The class has several static methods for constructing a syntax tree from various sources; for example, slang::syntax::SyntaxTree::fromFile for constructing from a source file on disk and slang::syntax::SyntaxTree::fromText for constructing from source text in memory. The result is a std::shared_ptr to the SyntaxTree object, which owns all of the memory for the parsed syntax tree and any diagnostics that occurred.

Parsing text is then as easy as:

auto tree = SyntaxTree::fromText("module m; endmodule");

When loading from a file the result also includes (via a std::expected object) a system error code if the load fails.
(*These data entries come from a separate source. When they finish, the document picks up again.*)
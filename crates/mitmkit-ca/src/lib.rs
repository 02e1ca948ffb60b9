//! Certificate authority for the MITM transport.
//!
//! Loads a long-lived CA keypair from disk (generating one on first run),
//! and mints short-lived ECDSA P-256 leaf certificates for arbitrary
//! hostnames on demand, memoizing them in a concurrent per-hostname cache.

use rcgen::{
    BasicConstraints, Certificate, CertificateParams, DistinguishedName, DnType,
    ExtendedKeyUsagePurpose, IsCa, KeyPair, KeyUsagePurpose, SanType,
};
use rustls::pki_types::{CertificateDer, PrivateKeyDer, PrivatePkcs8KeyDer};
use std::collections::HashMap;
use std::path::{Path, PathBuf};
use std::sync::Arc;
use thiserror::Error;
use time::{Duration, OffsetDateTime};
use tokio::sync::RwLock;
use tracing::{debug, info};

const CA_VALIDITY_DAYS: i64 = 3650;
const LEAF_VALIDITY_DAYS: i64 = 365;

#[derive(Debug, Error)]
pub enum CaError {
    #[error("failed to read CA file {path}: {source}")]
    MissingFile {
        path: PathBuf,
        #[source]
        source: std::io::Error,
    },
    #[error("failed to parse CA PEM: {0}")]
    BadPem(#[from] rcgen::Error),
    #[error("failed to parse CA private key: {0}")]
    BadKey(String),
    #[error("certificate generation failed: {0}")]
    CryptoError(String),
}

/// A DER-encoded leaf certificate and its private key, ready to hand to a
/// `rustls::ServerConfig`.
#[derive(Clone)]
pub struct LeafCertificate {
    pub cert_der: CertificateDer<'static>,
    pub key_der: Vec<u8>,
}

impl LeafCertificate {
    pub fn private_key(&self) -> PrivateKeyDer<'static> {
        PrivateKeyDer::from(PrivatePkcs8KeyDer::from(self.key_der.clone()))
    }
}

/// Signs leaf certificates on demand and caches them by hostname.
pub struct CertificateAuthority {
    ca_cert: Certificate,
    ca_keypair: KeyPair,
    ca_cert_pem: String,
    cache: RwLock<HashMap<String, Arc<LeafCertificate>>>,
}

impl CertificateAuthority {
    /// Load the CA from `cert_path`/`key_path`, generating and persisting a
    /// fresh self-signed CA if neither file exists yet.
    pub async fn load_or_create(cert_path: &Path, key_path: &Path) -> Result<Self, CaError> {
        if cert_path.exists() && key_path.exists() {
            info!(?cert_path, "loading existing CA");
            Self::load(cert_path, key_path).await
        } else {
            info!(?cert_path, "no CA found, generating a new one");
            Self::create(cert_path, key_path).await
        }
    }

    /// Load an existing CA; accepts both PKCS#1 and PKCS#8 private keys via
    /// `rcgen::KeyPair::from_pem`, which auto-detects the PEM block type.
    pub async fn load(cert_path: &Path, key_path: &Path) -> Result<Self, CaError> {
        let cert_pem =
            tokio::fs::read_to_string(cert_path)
                .await
                .map_err(|source| CaError::MissingFile {
                    path: cert_path.to_path_buf(),
                    source,
                })?;
        let key_pem =
            tokio::fs::read_to_string(key_path)
                .await
                .map_err(|source| CaError::MissingFile {
                    path: key_path.to_path_buf(),
                    source,
                })?;

        let ca_keypair =
            KeyPair::from_pem(&key_pem).map_err(|e| CaError::BadKey(e.to_string()))?;
        let params = CertificateParams::from_ca_cert_pem(&cert_pem)?;
        let ca_cert = params.self_signed(&ca_keypair)?;

        Ok(Self {
            ca_cert,
            ca_keypair,
            ca_cert_pem: cert_pem,
            cache: RwLock::new(HashMap::new()),
        })
    }

    async fn create(cert_path: &Path, key_path: &Path) -> Result<Self, CaError> {
        if let Some(parent) = cert_path.parent().filter(|p| !p.as_os_str().is_empty()) {
            tokio::fs::create_dir_all(parent)
                .await
                .map_err(|source| CaError::MissingFile {
                    path: parent.to_path_buf(),
                    source,
                })?;
        }

        let ca_keypair = KeyPair::generate().map_err(|e| CaError::CryptoError(e.to_string()))?;

        let mut params = CertificateParams::default();
        let mut dn = DistinguishedName::new();
        dn.push(DnType::CommonName, "mitmkit local CA");
        dn.push(DnType::OrganizationName, "mitmkit");
        params.distinguished_name = dn;

        let now = OffsetDateTime::now_utc();
        params.not_before = now;
        params.not_after = now + Duration::days(CA_VALIDITY_DAYS);
        params.is_ca = IsCa::Ca(BasicConstraints::Unconstrained);
        params.key_usages = vec![
            KeyUsagePurpose::KeyCertSign,
            KeyUsagePurpose::CrlSign,
            KeyUsagePurpose::DigitalSignature,
        ];

        let ca_cert = params
            .self_signed(&ca_keypair)
            .map_err(|e| CaError::CryptoError(e.to_string()))?;

        let ca_cert_pem = ca_cert.pem();
        let ca_key_pem = ca_keypair.serialize_pem();

        tokio::fs::write(cert_path, &ca_cert_pem)
            .await
            .map_err(|source| CaError::MissingFile {
                path: cert_path.to_path_buf(),
                source,
            })?;
        tokio::fs::write(key_path, &ca_key_pem)
            .await
            .map_err(|source| CaError::MissingFile {
                path: key_path.to_path_buf(),
                source,
            })?;

        info!(?cert_path, "wrote new CA certificate; trust it on clients");

        Ok(Self {
            ca_cert,
            ca_keypair,
            ca_cert_pem,
            cache: RwLock::new(HashMap::new()),
        })
    }

    /// PEM-encoded CA certificate, for distribution/trust installation.
    pub fn ca_cert_pem(&self) -> &str {
        &self.ca_cert_pem
    }

    /// Get or mint a leaf certificate for `hostname`, caching by hostname
    /// for the process lifetime.
    pub async fn issue_leaf(&self, hostname: &str) -> Result<Arc<LeafCertificate>, CaError> {
        {
            let cache = self.cache.read().await;
            if let Some(cert) = cache.get(hostname) {
                debug!(hostname, "using cached leaf certificate");
                return Ok(cert.clone());
            }
        }

        debug!(hostname, "issuing leaf certificate");
        let leaf = Arc::new(self.generate_leaf(hostname)?);

        let mut cache = self.cache.write().await;
        let leaf = cache.entry(hostname.to_string()).or_insert(leaf).clone();
        Ok(leaf)
    }

    fn generate_leaf(&self, hostname: &str) -> Result<LeafCertificate, CaError> {
        let leaf_keypair = KeyPair::generate().map_err(|e| CaError::CryptoError(e.to_string()))?;

        let mut params = CertificateParams::default();
        let mut dn = DistinguishedName::new();
        dn.push(DnType::CommonName, hostname);
        params.distinguished_name = dn;

        params.subject_alt_names = vec![SanType::DnsName(
            hostname
                .to_string()
                .try_into()
                .map_err(|_| CaError::CryptoError(format!("invalid hostname: {hostname}")))?,
        )];

        let now = OffsetDateTime::now_utc();
        params.not_before = now;
        params.not_after = now + Duration::days(LEAF_VALIDITY_DAYS);
        params.is_ca = IsCa::NoCa;
        params.key_usages = vec![
            KeyUsagePurpose::DigitalSignature,
            KeyUsagePurpose::KeyEncipherment,
        ];
        params.extended_key_usages = vec![ExtendedKeyUsagePurpose::ServerAuth];
        params.use_authority_key_identifier_extension = true;

        let leaf_cert = params
            .signed_by(&leaf_keypair, &self.ca_cert, &self.ca_keypair)
            .map_err(|e| CaError::CryptoError(e.to_string()))?;

        Ok(LeafCertificate {
            cert_der: leaf_cert.der().clone(),
            key_der: leaf_keypair.serialize_der(),
        })
    }
}

#[cfg(test)]
mod tests {
    use super::*;

    #[tokio::test]
    async fn create_then_reload_roundtrips() {
        let dir = tempfile::tempdir().unwrap();
        let cert_path = dir.path().join("ca.crt");
        let key_path = dir.path().join("ca.key");

        let ca = CertificateAuthority::load_or_create(&cert_path, &key_path)
            .await
            .unwrap();
        assert!(ca.ca_cert_pem().contains("BEGIN CERTIFICATE"));

        let reloaded = CertificateAuthority::load_or_create(&cert_path, &key_path)
            .await
            .unwrap();
        assert_eq!(reloaded.ca_cert_pem(), ca.ca_cert_pem());
    }

    #[tokio::test]
    async fn issue_leaf_caches_by_hostname() {
        let dir = tempfile::tempdir().unwrap();
        let ca = CertificateAuthority::load_or_create(
            &dir.path().join("ca.crt"),
            &dir.path().join("ca.key"),
        )
        .await
        .unwrap();

        let leaf1 = ca.issue_leaf("example.test").await.unwrap();
        let leaf2 = ca.issue_leaf("example.test").await.unwrap();
        assert_eq!(leaf1.cert_der, leaf2.cert_der);

        let other = ca.issue_leaf("other.test").await.unwrap();
        assert_ne!(leaf1.cert_der, other.cert_der);
    }
}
auto result = SyntaxTree::fromFile("path/to/file.sv");
if (result) {
    /* do something with *result */
}
else {
    /* do something with result.error() */
}

Manipulating the syntax tree

Once you have a syntax tree you can examine it or manipulate it in various ways as you see fit. To make the process of walking the tree easier, the slang::syntax::SyntaxVisitor class exists. You can derive from this class and implement a handle() method for the specific kinds of syntax nodes you care about, and the process of actually walking the tree and invoking the right methods will be handled automatically.

If you want to walk the tree and modify the tree, say as part of some automated refactoring process, you can instead derive from slang::syntax::SyntaxRewriter. This class adds useful helper methods for replacing parts of the tree or inserting new nodes into the tree on the fly.

A syntax tree, or subsets of a syntax tree, can be turned back into source text via the slang::syntax::SyntaxPrinter class. This class has a variety of options for how you'd like the text printed, and then will print any tokens, trivia, or syntax nodes you give it.

See the tests/unittests/VisitorTests.cpp file for an example of using all of these mechanisms together.